*** Opening of WORKING DATA ***

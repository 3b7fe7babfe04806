//! Environment creation and best-effort package installation

use super::backend::EnvironmentBackend;
use super::outcome::InstallResult;
use super::package::PackageSpec;
use super::retry::RetryConfig;
use crate::error::EnvironmentError;
use crate::observer::ScaffoldObserver;
use crate::pipeline::ProjectPlan;
use std::collections::HashSet;
use std::path::Path;

/// Creates the isolated environment for a plan and installs packages into it.
pub struct EnvironmentProvisioner<B> {
    backend: B,
    retry: RetryConfig,
}

impl<B: EnvironmentBackend> EnvironmentProvisioner<B> {
    /// Create a provisioner with the default retry policy
    pub fn new(backend: B) -> Self {
        Self {
            backend,
            retry: RetryConfig::default(),
        }
    }

    /// Override the retry policy
    pub fn with_retry(mut self, retry: RetryConfig) -> Self {
        self.retry = retry;
        self
    }

    pub fn backend(&self) -> &B {
        &self.backend
    }

    /// Create the environment at `plan.env_path()`.
    ///
    /// Refuses to touch an existing path.
    pub async fn create_environment(&self, plan: &ProjectPlan) -> Result<(), EnvironmentError> {
        let env_path = plan.env_path();
        if env_path.exists() {
            return Err(EnvironmentError::AlreadyExists(env_path.to_path_buf()));
        }
        self.backend.create(env_path).await?;
        log::info!("Created environment at {}", env_path.display());
        Ok(())
    }

    /// Install every spec, one at a time, in order.
    ///
    /// A failure never stops the remaining installs. Specs naming a package
    /// that already appeared earlier in the list are skipped.
    pub async fn install_all(
        &self,
        plan: &ProjectPlan,
        specs: &[PackageSpec],
        observer: &dyn ScaffoldObserver,
    ) -> Vec<InstallResult> {
        let specs = dedup_specs(specs);
        let total = specs.len();
        let mut results = Vec::with_capacity(total);

        for (index, spec) in specs.into_iter().enumerate() {
            observer.package_started(&spec, index, total);
            let result = self.install_one(plan.env_path(), spec, observer).await;
            observer.package_finished(&result);
            results.push(result);
        }

        let failed = results.iter().filter(|r| !r.is_success()).count();
        log::info!(
            "Installed {} of {} packages ({} failed)",
            total - failed,
            total,
            failed
        );
        results
    }

    async fn install_one(
        &self,
        env_path: &Path,
        spec: PackageSpec,
        observer: &dyn ScaffoldObserver,
    ) -> InstallResult {
        let max_attempts = self.retry.max_attempts.max(1);
        let mut attempt = 0;

        loop {
            attempt += 1;
            match self.backend.install(env_path, &spec).await {
                Ok(version) => {
                    log::info!("Installed {} ({}) on attempt {}", spec.name, version, attempt);
                    return InstallResult::succeeded(spec, version, attempt);
                }
                Err(failure) => {
                    log::debug!("Install of {} failed: {}", spec, failure.detail);

                    // Only transient failures are worth another attempt
                    if !failure.reason.is_retryable() || attempt >= max_attempts {
                        log::warn!(
                            "Giving up on {} after {} attempt(s): {}",
                            spec,
                            attempt,
                            failure.reason
                        );
                        return InstallResult::failed(spec, failure.reason, attempt);
                    }

                    let delay = self.retry.delay_for_attempt(attempt - 1);
                    observer.package_retrying(&spec, attempt, max_attempts, failure.reason, delay);
                    tokio::time::sleep(delay).await;
                }
            }
        }
    }
}

/// Keep the first spec for each normalized package name
fn dedup_specs(specs: &[PackageSpec]) -> Vec<PackageSpec> {
    let mut seen = HashSet::new();
    specs
        .iter()
        .filter(|spec| {
            let fresh = seen.insert(spec.normalized_name());
            if !fresh {
                log::warn!("Skipping duplicate package specifier '{}'", spec);
            }
            fresh
        })
        .cloned()
        .collect()
}

#[cfg(test)]
mod tests {
    use super::*;
    use crate::environment::outcome::{FailureReason, InstallFailure};
    use crate::observer::NoObserver;
    use std::cell::RefCell;
    use std::collections::{HashMap, VecDeque};

    /// Backend whose install outcomes are scripted per package name
    #[derive(Default)]
    struct FakeBackend {
        outcomes: RefCell<HashMap<String, VecDeque<Result<String, FailureReason>>>>,
        calls: RefCell<Vec<String>>,
        create_fails: bool,
    }

    impl FakeBackend {
        fn script(self, name: &str, outcomes: Vec<Result<&str, FailureReason>>) -> Self {
            self.outcomes.borrow_mut().insert(
                name.to_string(),
                outcomes
                    .into_iter()
                    .map(|o| o.map(str::to_string))
                    .collect(),
            );
            self
        }

        fn calls_for(&self, name: &str) -> usize {
            self.calls.borrow().iter().filter(|c| *c == name).count()
        }
    }

    impl EnvironmentBackend for FakeBackend {
        async fn create(&self, _env_path: &Path) -> Result<(), EnvironmentError> {
            if self.create_fails {
                return Err(EnvironmentError::ToolFailed {
                    code: 1,
                    stderr: "ensurepip is not available".to_string(),
                });
            }
            Ok(())
        }

        async fn install(
            &self,
            _env_path: &Path,
            spec: &PackageSpec,
        ) -> Result<String, InstallFailure> {
            self.calls.borrow_mut().push(spec.name.clone());
            let next = self
                .outcomes
                .borrow_mut()
                .get_mut(&spec.name)
                .and_then(VecDeque::pop_front);
            match next {
                Some(Ok(version)) => Ok(version),
                Some(Err(reason)) => Err(InstallFailure::new(reason, "scripted")),
                None => Err(InstallFailure::new(FailureReason::NotFound, "unscripted")),
            }
        }
    }

    fn plan() -> ProjectPlan {
        ProjectPlan::new("demo", std::env::temp_dir().join("dev-template-no-such-dir"), false)
            .unwrap()
    }

    #[tokio::test]
    async fn test_partial_success_keeps_going() {
        let backend = FakeBackend::default()
            .script("pytest", vec![Ok("8.2.0")])
            .script("not-a-real-pkg-xyz", vec![Err(FailureReason::NotFound)])
            .script("black", vec![Ok("24.1.0")]);
        let provisioner =
            EnvironmentProvisioner::new(backend).with_retry(RetryConfig::immediate(3));

        let specs = vec![
            PackageSpec::latest("pytest"),
            PackageSpec::pinned("not-a-real-pkg-xyz", "1.0"),
            PackageSpec::latest("black"),
        ];
        let results = provisioner.install_all(&plan(), &specs, &NoObserver).await;

        assert_eq!(results.len(), 3);
        assert!(results[0].is_success());
        assert_eq!(results[1].failure_reason(), Some(FailureReason::NotFound));
        assert!(results[2].is_success());
        assert_eq!(results[2].resolved_version(), Some("24.1.0"));
    }

    #[tokio::test]
    async fn test_network_errors_are_retried() {
        let backend = FakeBackend::default().script(
            "requests",
            vec![
                Err(FailureReason::NetworkError),
                Err(FailureReason::NetworkError),
                Ok("2.32.0"),
            ],
        );
        let provisioner =
            EnvironmentProvisioner::new(backend).with_retry(RetryConfig::immediate(3));

        let results = provisioner
            .install_all(&plan(), &[PackageSpec::latest("requests")], &NoObserver)
            .await;

        assert!(results[0].is_success());
        assert_eq!(results[0].attempts(), 3);
        assert_eq!(provisioner.backend().calls_for("requests"), 3);
    }

    #[tokio::test]
    async fn test_retries_are_bounded() {
        let backend = FakeBackend::default().script(
            "flaky",
            vec![
                Err(FailureReason::NetworkError),
                Err(FailureReason::NetworkError),
                Err(FailureReason::NetworkError),
                Ok("1.0"),
            ],
        );
        let provisioner =
            EnvironmentProvisioner::new(backend).with_retry(RetryConfig::immediate(3));

        let results = provisioner
            .install_all(&plan(), &[PackageSpec::latest("flaky")], &NoObserver)
            .await;

        assert_eq!(results[0].failure_reason(), Some(FailureReason::NetworkError));
        assert_eq!(provisioner.backend().calls_for("flaky"), 3);
    }

    #[tokio::test]
    async fn test_terminal_failures_are_not_retried() {
        let backend = FakeBackend::default()
            .script("nope", vec![Err(FailureReason::NotFound), Ok("1.0")])
            .script("old", vec![Err(FailureReason::VersionConflict), Ok("1.0")])
            .script("odd", vec![Err(FailureReason::Unknown), Ok("1.0")]);
        let provisioner =
            EnvironmentProvisioner::new(backend).with_retry(RetryConfig::immediate(3));

        let specs = vec![
            PackageSpec::latest("nope"),
            PackageSpec::latest("old"),
            PackageSpec::latest("odd"),
        ];
        let results = provisioner.install_all(&plan(), &specs, &NoObserver).await;

        assert!(results.iter().all(|r| !r.is_success()));
        assert!(results.iter().all(|r| r.attempts() == 1));
        assert_eq!(provisioner.backend().calls_for("nope"), 1);
        assert_eq!(provisioner.backend().calls_for("old"), 1);
        assert_eq!(provisioner.backend().calls_for("odd"), 1);
    }

    #[tokio::test]
    async fn test_duplicates_install_once() {
        let backend = FakeBackend::default().script("pytest", vec![Ok("8.2.0")]);
        let provisioner = EnvironmentProvisioner::new(backend);

        let specs = vec![
            PackageSpec::latest("pytest"),
            PackageSpec::pinned("PyTest", "7.0.0"),
        ];
        let results = provisioner.install_all(&plan(), &specs, &NoObserver).await;

        assert_eq!(results.len(), 1);
        assert_eq!(results[0].spec().name, "pytest");
    }

    #[tokio::test]
    async fn test_create_refuses_existing_path() {
        let dir = tempfile::tempdir().unwrap();
        std::fs::create_dir(dir.path().join("demo_venv")).unwrap();
        let plan = ProjectPlan::new("demo", dir.path().to_path_buf(), false).unwrap();

        let provisioner = EnvironmentProvisioner::new(FakeBackend::default());
        let err = provisioner.create_environment(&plan).await.unwrap_err();
        assert!(matches!(err, EnvironmentError::AlreadyExists(_)));
    }

    #[tokio::test]
    async fn test_create_reports_tool_failure() {
        let dir = tempfile::tempdir().unwrap();
        let plan = ProjectPlan::new("demo", dir.path().to_path_buf(), false).unwrap();
        let backend = FakeBackend {
            create_fails: true,
            ..Default::default()
        };

        let provisioner = EnvironmentProvisioner::new(backend);
        let err = provisioner.create_environment(&plan).await.unwrap_err();
        assert!(matches!(err, EnvironmentError::ToolFailed { code: 1, .. }));
    }
}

*** Close of WORKING DATA ***

◆ INSTRUCTIONS TO FOLLOW: Only one part of the material above is to be transcribed, namely the lines starting with the line that has "self.retry = retry;" and going on through the line that has "pub async fn create_environment(&self, plan: &ProjectPlan)", exactly as they stand.

◆ OUTPUT OF THE TASK:
        self.retry = retry;
        self
    }

    pub fn backend(&self) -> &B {
        &self.backend
    }

    /// Create the environment at `plan.env_path()`.
    ///
    /// Refuses to touch an existing path.
    pub async fn create_environment(&self, plan: &ProjectPlan) -> Result<(), EnvironmentError> {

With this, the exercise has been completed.